• **DATASET RECORDS**:

'''

//! Main render/view function (View in TEA pattern)

use ratatui::layout::{Constraint, Layout, Rect};
use ratatui::style::{Modifier, Style};
use ratatui::text::{Line, Span};
use ratatui::widgets::Paragraph;
use ratatui::Frame;

use zipline_app::{AppState, ViewMode};
use zipline_client::download_url;

use crate::widgets::{ConsoleView, FileTreeView, FormView, HeaderBar, ReportView, StatusBar};

/// Render the complete UI.
///
/// Pure projection of the state snapshot: which screen appears is derived
/// from the session phase, so processing and results can never be shown
/// together.
pub fn view(frame: &mut Frame, state: &AppState) {
    let area = frame.area();
    let chunks = Layout::vertical([
        Constraint::Length(1),
        Constraint::Min(1),
        Constraint::Length(1),
    ])
    .split(area);

    frame.render_widget(HeaderBar::new(state.credits), chunks[0]);

    match state.view_mode() {
        ViewMode::Form => {
            frame.render_widget(FormView::new(&state.form), chunks[1]);
        }
        ViewMode::Processing => {
            frame.render_widget(
                ConsoleView::new(&state.console)
                    .show_timestamps(state.settings.show_timestamps),
                chunks[1],
            );
        }
        ViewMode::Results => render_results(frame, chunks[1], state),
    }

    frame.render_widget(
        StatusBar::new(state.phase, state.show_restart(), state.form.is_submittable()),
        chunks[2],
    );
}

/// Results screen: file tree and report side by side, download line below
fn render_results(frame: &mut Frame, area: Rect, state: &AppState) {
    let Some(payload) = state.completion() else {
        return;
    };

    let rows = Layout::vertical([Constraint::Min(1), Constraint::Length(1)]).split(area);
    let cols =
        Layout::horizontal([Constraint::Percentage(55), Constraint::Percentage(45)]).split(rows[0]);

    frame.render_widget(FileTreeView::new(&payload.file_tree), cols[0]);
    frame.render_widget(ReportView::new(&payload.report), cols[1]);

    let reference = download_url(&state.server, &payload.archive_name)
        .map(|url| url.to_string())
        .unwrap_or_else(|_| payload.archive_name.clone());
    frame.render_widget(
        Paragraph::new(Line::from(vec![
            Span::styled(" Download: ", Style::default().add_modifier(Modifier::BOLD)),
            Span::raw(reference),
        ])),
        rows[1],
    );
}

#[cfg(test)]
mod tests {
    use super::*;
    use ratatui::{backend::TestBackend, Terminal};
    use std::collections::BTreeMap;
    use std::path::PathBuf;
    use zipline_app::{update, Message, RunOutcome, Settings};
    use zipline_core::{
        Classification, CompletionPayload, FileNode, ReportEntry, SessionId,
    };

    fn make_state() -> AppState {
        AppState::new(
            Settings::default(),
            "http://127.0.0.1:5000".parse().unwrap(),
        )
    }

    fn render_to_string(state: &AppState) -> String {
        let backend = TestBackend::new(80, 24);
        let mut terminal = Terminal::new(backend).unwrap();
        terminal.draw(|frame| view(frame, state)).unwrap();
        let buffer = terminal.backend().buffer();
        buffer.content().iter().map(|c| c.symbol()).collect()
    }

    fn completed_state() -> AppState {
        let mut state = make_state();
        update(&mut state, Message::ArchiveSelected(PathBuf::from("project.zip")));
        update(&mut state, Message::Submit);
        update(
            &mut state,
            Message::UploadCompleted {
                session_id: SessionId::new("abc"),
            },
        );

        let mut report = BTreeMap::new();
        report.insert(
            "size".to_string(),
            ReportEntry {
                label: "Size Reduction".to_string(),
                value: "40%".to_string(),
                classification: Classification::Positive,
            },
        );
        let payload = CompletionPayload {
            archive_name: "optimized_abc.zip".to_string(),
            file_tree: vec![FileNode::directory("src", vec![FileNode::file("a.js")])],
            report,
        };
        state.phase = zipline_core::SessionPhase::Completed;
        state.session.as_mut().unwrap().outcome = Some(RunOutcome::Full(payload));
        state
    }

    #[test]
    fn test_idle_renders_form() {
        let state = make_state();
        let content = render_to_string(&state);
        assert!(content.contains("New Run"));
        assert!(content.contains("zipline"));
        assert!(!content.contains("Console"));
    }

    #[test]
    fn test_processing_renders_console_without_results() {
        let mut state = make_state();
        update(&mut state, Message::ArchiveSelected(PathBuf::from("project.zip")));
        update(&mut state, Message::Submit);

        let content = render_to_string(&state);
        assert!(content.contains("Console"));
        assert!(content.contains("Uploading project ZIP file..."));
        // Results and Processing are mutually exclusive
        assert!(!content.contains("Optimization Summary"));
    }

    #[test]
    fn test_results_renders_tree_report_and_download() {
        let state = completed_state();
        let content = render_to_string(&state);

        assert!(content.contains("Files"));
        assert!(content.contains("src/"));
        assert!(content.contains("a.js"));
        assert!(content.contains("Optimization Summary"));
        assert!(content.contains("Size Reduction"));
        assert!(content.contains("Download:"));
        assert!(content.contains("optimized_abc.zip"));
        // The console view is replaced, not stacked behind
        assert!(!content.contains("Console"));
    }

    #[test]
    fn test_header_shows_credit_balance() {
        let mut state = make_state();
        state.credits = Some(7);
        let content = render_to_string(&state);
        assert!(content.contains("7 credits"));
    }
}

'''

• **GOAL OF THE EXERCISE**: How many lines of the listing include the string "area"? Respond with the number only.

• **EXERCISE RESULT**: 4